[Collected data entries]
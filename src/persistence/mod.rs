use crate::calendar::WorkingHoursCalendar;
use crate::config::SchedulerConfig;
use crate::error::{CircularDependencyError, Relation, ScheduleError, ValidationError};
use crate::forest::TaskForest;
use crate::graph::dependency_graph::{DependencyGraph, ForestView, Proposal};
use crate::resource::{Project, Resource};
use crate::task::{ProjectId, ResourceId, TaskId, TaskNode};
use chrono::{DateTime, Utc};
use serde::{Deserialize, Serialize};
use serde_json::Error as SerdeJsonError;
use std::collections::{BTreeMap, HashSet};
use std::fmt;
use std::io;

#[derive(Debug)]
pub enum PersistenceError {
    Serialization(SerdeJsonError),
    Io(io::Error),
    #[cfg(feature = "sqlite")]
    Sqlite(rusqlite::Error),
    Schedule(ScheduleError),
    InvalidData(String),
    StoreUnavailable,
}

impl fmt::Display for PersistenceError {
    fn fmt(&self, f: &mut fmt::Formatter<'_>) -> fmt::Result {
        match self {
            PersistenceError::Serialization(err) => write!(f, "serialization error: {err}"),
            PersistenceError::Io(err) => write!(f, "io error: {err}"),
            #[cfg(feature = "sqlite")]
            PersistenceError::Sqlite(err) => write!(f, "sqlite error: {err}"),
            PersistenceError::Schedule(err) => write!(f, "schedule error: {err}"),
            PersistenceError::InvalidData(msg) => write!(f, "invalid data: {msg}"),
            PersistenceError::StoreUnavailable => write!(f, "store connection is unavailable"),
        }
    }
}

impl std::error::Error for PersistenceError {}

impl From<SerdeJsonError> for PersistenceError {
    fn from(value: SerdeJsonError) -> Self {
        Self::Serialization(value)
    }
}

impl From<io::Error> for PersistenceError {
    fn from(value: io::Error) -> Self {
        Self::Io(value)
    }
}

#[cfg(feature = "sqlite")]
impl From<rusqlite::Error> for PersistenceError {
    fn from(value: rusqlite::Error) -> Self {
        Self::Sqlite(value)
    }
}

impl From<ScheduleError> for PersistenceError {
    fn from(value: ScheduleError) -> Self {
        Self::Schedule(value)
    }
}

impl From<ValidationError> for PersistenceError {
    fn from(value: ValidationError) -> Self {
        Self::Schedule(value.into())
    }
}

impl From<CircularDependencyError> for PersistenceError {
    fn from(value: CircularDependencyError) -> Self {
        Self::Schedule(value.into())
    }
}

pub type PersistenceResult<T> = Result<T, PersistenceError>;

pub trait ForestStore {
    fn save_forest(&self, forest: &TaskForest) -> PersistenceResult<()>;
    fn load_forest(&self) -> PersistenceResult<Option<TaskForest>>;
}

/// Everything needed to rebuild a [`TaskForest`]. Derived fields are stored
/// but recomputed on load.
#[derive(Debug, Clone, Serialize, Deserialize)]
pub struct ForestSnapshot {
    pub config: SchedulerConfig,
    pub calendar: WorkingHoursCalendar,
    pub now: DateTime<Utc>,
    pub window_start: DateTime<Utc>,
    pub window_end: DateTime<Utc>,
    pub projects: Vec<Project>,
    pub tasks: Vec<TaskNode>,
    pub resources: Vec<Resource>,
    pub next_project_id: u32,
    pub next_task_id: u32,
}

impl ForestSnapshot {
    pub fn from_forest(forest: &TaskForest) -> Self {
        Self {
            config: forest.config.clone(),
            calendar: forest.calendar.clone(),
            now: forest.now,
            window_start: forest.window_start,
            window_end: forest.window_end,
            projects: forest.projects.values().cloned().collect(),
            tasks: forest.tasks.values().cloned().collect(),
            resources: forest.resources.values().cloned().collect(),
            next_project_id: forest.next_project_id,
            next_task_id: forest.next_task_id,
        }
    }

    /// Rebuilds the forest, rejecting dangling references and cycles.
    pub fn into_forest(self) -> PersistenceResult<TaskForest> {
        self.config
            .validate()
            .map_err(|err| PersistenceError::Schedule(err.into()))?;
        let calendar = self.calendar.checked()?;
        if self.window_end <= self.window_start {
            return Err(PersistenceError::InvalidData(format!(
                "scheduling window {} - {} is empty",
                self.window_start, self.window_end
            )));
        }

        let projects = index_unique(self.projects, Project::id, "project")?;
        let tasks = index_unique(self.tasks, TaskNode::id, "task")?;
        let resources = index_unique(self.resources, Resource::id, "resource")?;

        validate_references(&projects, &tasks, &resources)?;

        let next_project_id = projects
            .keys()
            .map(|id| id.0 + 1)
            .max()
            .unwrap_or(1)
            .max(self.next_project_id);
        let next_task_id = tasks
            .keys()
            .map(|id| id.0 + 1)
            .max()
            .unwrap_or(1)
            .max(self.next_task_id);

        let mut forest = TaskForest {
            config: self.config,
            calendar,
            now: self.now,
            window_start: self.window_start,
            window_end: self.window_end,
            projects,
            tasks,
            resources,
            next_project_id,
            next_task_id,
        };
        validate_graph(&forest)?;
        forest.recompute_all(false);
        Ok(forest)
    }
}

fn index_unique<K: Ord + Copy + fmt::Display, V>(
    values: Vec<V>,
    key: fn(&V) -> K,
    kind: &str,
) -> PersistenceResult<BTreeMap<K, V>> {
    let mut indexed = BTreeMap::new();
    for value in values {
        let id = key(&value);
        if indexed.insert(id, value).is_some() {
            return Err(PersistenceError::InvalidData(format!(
                "duplicate {kind} id {id}"
            )));
        }
    }
    Ok(indexed)
}

fn validate_references(
    projects: &BTreeMap<ProjectId, Project>,
    tasks: &BTreeMap<TaskId, TaskNode>,
    resources: &BTreeMap<ResourceId, Resource>,
) -> PersistenceResult<()> {
    let known_resource = |id: &ResourceId, owner: String| {
        if resources.contains_key(id) {
            Ok(())
        } else {
            Err(PersistenceError::InvalidData(format!(
                "{owner} refers to unknown resource {id}"
            )))
        }
    };

    for project in projects.values() {
        if let Some(lead) = project.lead() {
            known_resource(&lead, format!("project {}", project.id()))?;
        }
    }

    for task in tasks.values() {
        let id = task.id();
        if !projects.contains_key(&task.project()) {
            return Err(PersistenceError::InvalidData(format!(
                "task {id} belongs to unknown project {}",
                task.project()
            )));
        }
        if let Some(parent_id) = task.parent() {
            let Some(parent) = tasks.get(&parent_id) else {
                return Err(PersistenceError::InvalidData(format!(
                    "task {id} has unknown parent {parent_id}"
                )));
            };
            if !parent.children().contains(&id) {
                return Err(PersistenceError::InvalidData(format!(
                    "task {parent_id} does not list child {id}"
                )));
            }
            if parent.project() != task.project() {
                return Err(PersistenceError::InvalidData(format!(
                    "task {id} and its parent {parent_id} are in different projects"
                )));
            }
        }
        let mut children = HashSet::new();
        for child in task.children() {
            if !children.insert(*child) {
                return Err(PersistenceError::InvalidData(format!(
                    "task {id} lists child {child} twice"
                )));
            }
            if tasks.get(child).and_then(TaskNode::parent) != Some(id) {
                return Err(PersistenceError::InvalidData(format!(
                    "child {child} of task {id} does not point back to it"
                )));
            }
        }
        for target in task.dependency().ids() {
            if !tasks.contains_key(&target) {
                return Err(PersistenceError::InvalidData(format!(
                    "task {id} depends on unknown task {target}"
                )));
            }
        }
        if task.is_container() && !task.time_logs().is_empty() {
            return Err(PersistenceError::InvalidData(format!(
                "container task {id} carries time logs"
            )));
        }
        for resource in task
            .resources()
            .iter()
            .chain(task.alternative_resources())
            .chain(task.own_responsible().as_ref())
        {
            known_resource(resource, format!("task {id}"))?;
        }
        for log in task.time_logs() {
            known_resource(&log.resource(), format!("time log of task {id}"))?;
        }
    }
    Ok(())
}

fn validate_graph(forest: &TaskForest) -> PersistenceResult<()> {
    let proposal = Proposal::default();
    let view = ForestView::new(forest, &proposal);
    for id in forest.tasks.keys() {
        if let Some(other) = view.lineage_conflict(*id) {
            return Err(CircularDependencyError {
                task: *id,
                other,
                relation: Relation::DependsOn,
            }
            .into());
        }
    }
    DependencyGraph::build(forest).scheduling_order()?;
    Ok(())
}

#[cfg(feature = "sqlite")]
pub mod sqlite;
pub mod file;

pub use file::{JsonForestStore, load_forest_from_json, save_forest_to_json};
#[cfg(feature = "sqlite")]
pub use sqlite::SqliteForestStore;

* [What the exercise asks]: Each line in the records above that contains the word "ScheduleError" must be copied.

* [Answer]:
use crate::error::{CircularDependencyError, Relation, ScheduleError, ValidationError};
    Schedule(ScheduleError),
impl From<ScheduleError> for PersistenceError {
    fn from(value: ScheduleError) -> Self {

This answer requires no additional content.